Il semble que la bascule du côté volcan se fasse en 1883. Il ne serait pas étonnant que cela fasse suite aux informations concernant la catastrophe (effondrement de caldera, tsunamis, immenses écoulements pyroclastiques et raz-de-marée) qui s'était alors produite au Krakatau en Indonésie. Je n'ai très concrètement rien trouvé qui permette de faire ce lien, mais je trouve étonnant cette concordance de dates*. Une fois pris dans les mailles du filet de Vulcain, il n'en échappera plus. Ses voyages vacances au départ assez court s'allonge progressivement au fur et à mesure qu'il se rend sur des destinations toujours plus lointaines. Il parcours bien entendu les volcans d'Europe, car à l'époque, en plus de l'Etna et du Stromboli, le Vésuve est fréquemment en éruption. Pour nous volcanophiles européens, dont ces volcans proches sont plutôt bien connus, il est émouvant de voir les images du Stromboli ou du Vésuve qui ont été publiées dans la presse.


Activité strombolienne sur le Stromboli, vue depuis le sud (au-dessus de Ginostra). Image: Tempest Anderson/Guzelian

Dès 1900 il avait déjà visité, en plus de l'Europe, l'Islande, les volcans américains et certains édifices Mexicains ce qui, vu les temps de parcours de l'époque, traduit son implication dans cette passion.
Cette dernière était tellement chevillée au corps que l'on dit même qu'il avait deux sacs toujours prêts: un pour les pays chauds, l'autre pour les pays froids, afin de pouvoir partir sur l'instant à l'annonce de toute nouvelle éruption quelque part dans le monde*. Cela était aussi possible parce qu'il fut le premier en ville à posséder un téléphone.
Avant la fin de sa vie il aura aussi mis le pieds sur des volcans indonésiens, Philippins, Hawaïen, Samoans, Néo-Zélandais.... Bref: un globe-trotter façon volcan.
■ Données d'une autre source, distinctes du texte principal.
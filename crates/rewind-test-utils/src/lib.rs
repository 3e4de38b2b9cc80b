//! Test utilities and mock types for Rewind development.
//!
//! Provides a recording [`ActorSink`] mock ([`MockSink`]) plus fixture
//! builders for client snapshots and stores.

#![forbid(unsafe_code)]
#![allow(missing_docs)]
#![deny(rustdoc::broken_intra_doc_links)]

mod fixtures;

pub use fixtures::{sample_store, snapshot};

use rewind_core::{
    AnimationKind, ChestAction, DamageCause, InventoryKind, ItemPayload, MovementState,
    RegainReason, Rotation, Vec3,
};
use rewind_playback::ActorSink;

/// One recorded call on a [`MockSink`], with its arguments.
#[derive(Clone, Debug, PartialEq)]
pub enum SinkCall {
    SetPose {
        position: Vec3,
        rotation: Rotation,
    },
    QueueMove {
        position: Vec3,
        rotation: Rotation,
        speed: f64,
    },
    SetMovementState(MovementState),
    ApplyDamage {
        damage: f64,
        cause: DamageCause,
    },
    ApplyHeal {
        amount: f64,
        reason: RegainReason,
    },
    PlayAnimation {
        animation: AnimationKind,
        duration: u32,
    },
    SetBlock {
        position: Vec3,
        block_id: u32,
        block_meta: u32,
    },
    ClearBlock {
        position: Vec3,
    },
    SetInventorySlot {
        inventory: InventoryKind,
        slot: u32,
        item: ItemPayload,
    },
    ClearInventories,
    ChestEvent {
        position: Vec3,
        action: ChestAction,
    },
    SetEffect {
        effect_id: u32,
        amplifier: u32,
        duration: u32,
    },
    RemoveEffect {
        effect_id: u32,
    },
    SetVisible(bool),
    Despawn,
}

/// Mock implementation of [`ActorSink`] that records every call in
/// order.
///
/// Assert against [`calls`](MockSink::calls) to verify both what was
/// replayed and in which order.
#[derive(Debug, Default)]
pub struct MockSink {
    calls: Vec<SinkCall>,
}

impl MockSink {
    pub fn new() -> Self {
        Self::default()
    }

    /// Every call made so far, in order.
    pub fn calls(&self) -> &[SinkCall] {
        &self.calls
    }

    /// The most recent call, if any.
    pub fn last(&self) -> Option<&SinkCall> {
        self.calls.last()
    }

    /// Whether [`ActorSink::despawn`] has been called.
    pub fn saw_despawn(&self) -> bool {
        self.calls.contains(&SinkCall::Despawn)
    }
}

impl ActorSink for MockSink {
    fn set_pose(&mut self, position: Vec3, rotation: Rotation) {
        self.calls.push(SinkCall::SetPose { position, rotation });
    }

    fn queue_move(&mut self, position: Vec3, rotation: Rotation, speed: f64) {
        self.calls.push(SinkCall::QueueMove {
            position,
            rotation,
            speed,
        });
    }

    fn set_movement_state(&mut self, state: MovementState) {
        self.calls.push(SinkCall::SetMovementState(state));
    }

    fn apply_damage(&mut self, damage: f64, cause: DamageCause) {
        self.calls.push(SinkCall::ApplyDamage { damage, cause });
    }

    fn apply_heal(&mut self, amount: f64, reason: RegainReason) {
        self.calls.push(SinkCall::ApplyHeal { amount, reason });
    }

    fn play_animation(&mut self, animation: AnimationKind, duration: u32) {
        self.calls.push(SinkCall::PlayAnimation {
            animation,
            duration,
        });
    }

    fn set_block(&mut self, position: Vec3, block_id: u32, block_meta: u32) {
        self.calls.push(SinkCall::SetBlock {
            position,
            block_id,
            block_meta,
        });
    }

    fn clear_block(&mut self, position: Vec3) {
        self.calls.push(SinkCall::ClearBlock { position });
    }

    fn set_inventory_slot(&mut self, inventory: InventoryKind, slot: u32, item: &ItemPayload) {
        self.calls.push(SinkCall::SetInventorySlot {
            inventory,
            slot,
            item: item.clone(),
        });
    }

    fn clear_inventories(&mut self) {
        self.calls.push(SinkCall::ClearInventories);
    }

    fn chest_event(&mut self, position: Vec3, action: ChestAction) {
        self.calls.push(SinkCall::ChestEvent { position, action });
    }

    fn set_effect(&mut self, effect_id: u32, amplifier: u32, duration: u32) {
        self.calls.push(SinkCall::SetEffect {
            effect_id,
            amplifier,
            duration,
        });
    }

    fn remove_effect(&mut self, effect_id: u32) {
        self.calls.push(SinkCall::RemoveEffect { effect_id });
    }

    fn set_visible(&mut self, visible: bool) {
        self.calls.push(SinkCall::SetVisible(visible));
    }

    fn despawn(&mut self) {
        self.calls.push(SinkCall::Despawn);
    }
}
//! Error types for entry construction.

use std::fmt;

/// An entry could not be constructed from the supplied values.
///
/// Raised when a raw discriminant falls outside its declared range or a
/// field violates a structural constraint. Construction aborts; nothing
/// is ever clamped into range. At capture time the caller drops the one
/// offending event; at decode time `rewind-codec` escalates this to a
/// malformed-entry failure for the whole batch.
#[derive(Clone, Debug, PartialEq, Eq)]
pub enum EntryError {
    /// The entry type tag is not one of the known discriminants.
    InvalidEntryKind {
        /// The unrecognized tag value.
        value: u64,
    },
    /// The movement state is outside the declared range.
    InvalidMovementState {
        /// The out-of-range raw value.
        value: u64,
    },
    /// The damage cause is outside the declared range.
    InvalidDamageCause {
        /// The out-of-range raw value.
        value: u64,
    },
    /// The health-regain reason is outside the declared range.
    InvalidRegainReason {
        /// The out-of-range raw value.
        value: u64,
    },
    /// The animation is not one of the known kinds.
    InvalidAnimation {
        /// The out-of-range raw value.
        value: u64,
    },
    /// The inventory discriminant is not base or armor.
    InvalidInventory {
        /// The out-of-range raw value.
        value: u64,
    },
    /// The chest action is not open or close.
    InvalidChestAction {
        /// The out-of-range raw value.
        value: u64,
    },
    /// An armor inventory edit targets a slot the armor inventory
    /// does not have.
    ArmorSlotOutOfRange {
        /// The offending slot index.
        slot: u32,
    },
}

impl fmt::Display for EntryError {
    fn fmt(&self, f: &mut fmt::Formatter<'_>) -> fmt::Result {
        match self {
            Self::InvalidEntryKind { value } => write!(f, "unknown entry type tag {value}"),
            Self::InvalidMovementState { value } => {
                write!(f, "movement state {value} out of range")
            }
            Self::InvalidDamageCause { value } => write!(f, "damage cause {value} out of range"),
            Self::InvalidRegainReason { value } => {
                write!(f, "health-regain reason {value} out of range")
            }
            Self::InvalidAnimation { value } => write!(f, "animation {value} out of range"),
            Self::InvalidInventory { value } => write!(f, "inventory id {value} out of range"),
            Self::InvalidChestAction { value } => write!(f, "chest action {value} out of range"),
            Self::ArmorSlotOutOfRange { slot } => {
                write!(f, "armor inventory has no slot {slot}")
            }
        }
    }
}

impl std::error::Error for EntryError {}
//! The host-side surface playback drives.

use rewind_core::{
    AnimationKind, ChestAction, DamageCause, InventoryKind, ItemPayload, MovementState,
    RegainReason, Rotation, Vec3,
};

/// Receives the visual effects of one replayed actor.
///
/// The host implements this over whatever puppet it spawns for the
/// actor (a fake player entity, usually). The engine guarantees calls
/// arrive in recorded order within a step; it never calls anything
/// after [`despawn`](Self::despawn).
pub trait ActorSink {
    /// Snap the puppet to a pose with no interpolation (teleport).
    fn set_pose(&mut self, position: Vec3, rotation: Rotation);

    /// Move the puppet towards a pose at the given speed.
    fn queue_move(&mut self, position: Vec3, rotation: Rotation, speed: f64);

    /// Update the puppet's movement state (sneaking, swimming).
    fn set_movement_state(&mut self, state: MovementState);

    /// Show the hurt flash and knockback for damage taken.
    fn apply_damage(&mut self, damage: f64, cause: DamageCause);

    /// Show health regained.
    fn apply_heal(&mut self, amount: f64, reason: RegainReason);

    /// Play a one-shot animation.
    fn play_animation(&mut self, animation: AnimationKind, duration: u32);

    /// Place a block in the viewed world.
    fn set_block(&mut self, position: Vec3, block_id: u32, block_meta: u32);

    /// Clear a block in the viewed world.
    fn clear_block(&mut self, position: Vec3);

    /// Put an item in one of the puppet's inventory slots.
    fn set_inventory_slot(&mut self, inventory: InventoryKind, slot: u32, item: &ItemPayload);

    /// Empty all of the puppet's inventories.
    fn clear_inventories(&mut self);

    /// Animate a chest lid at the given position.
    fn chest_event(&mut self, position: Vec3, action: ChestAction);

    /// Apply a status effect to the puppet.
    fn set_effect(&mut self, effect_id: u32, amplifier: u32, duration: u32);

    /// Remove a status effect from the puppet.
    fn remove_effect(&mut self, effect_id: u32);

    /// Show or hide the puppet (spawn/despawn transitions mid-script).
    fn set_visible(&mut self, visible: bool);

    /// Remove the puppet for good. Always the last call.
    fn despawn(&mut self);
}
Il en a rapporté quelques 5000 photos: un patrimoine unique (que j'aimerais bien parcourir, car il doit y avoir de véritable perles).

Tempest Anderson en Islande,en 1890. Image:auteur inconnu (non précisé par la source)
T.Anderson (3ème à droite) au Vésuve en 1906. Image: auteur inconnu (non précisé par la source).
T.Anderson assis à côté d'une belle bombe en Croûte de Pain, au Colima vers 1900. Image: auteur inconnu (non précisé par la source)
Paysage dévasté par l'éruption de la Soufriere de St Vincent. Image: auteur inconnu (non précisé par la source)

Ses photographies d'éruptions volcaniques et ses observations commencent à le faire connaitre des milieux scientifiques officiels de l'époque. Sa renommée devient suffisamment importante pour qu'il soit envoyé dans les antilles en 1902 pour rendre compte de la double catastrophe de la Soufriere de St Vincent (30 mars, 06 mai, 1500 à 1600 morts) et de la Montagne Pelée (environ 28000 morts le 08 mai). Là il photographie les dégâts dûs aux écoulements pyroclastiques de la Soufriere de St Vincent et fait des images du phénomène à la Montagne Pelée. Ces observations l'incitent à rapprocher ces "nuées ardentes" (qui n'ont pas encore ce nom à ce moment là) aux avalanches de neige qu'il a observé dans les Alpes, en terme de dynamisme d'écoulement. Comparaison qui, à l'époque, lui vaudra une publication par la Royal Society.

Ecoulement pyroclastique de la Montagne Pelée.Image: auteur inconnu (non précisé par la source).
 
J'ai en tout cas été vraiment étonné par les quelques éléments, malheureusement trop rares, concernant ce personnage qui m'était tout à fait inconnu jusqu'à hier, et que j'aimerais pouvoir découvrir plus avant.
* Si certain(e)s d'entre vous allez faire un tour à l'expo, n'hésitez pas à demander des détails aux guides. Je publierais avec plaisir vos témoignages sur ce blog.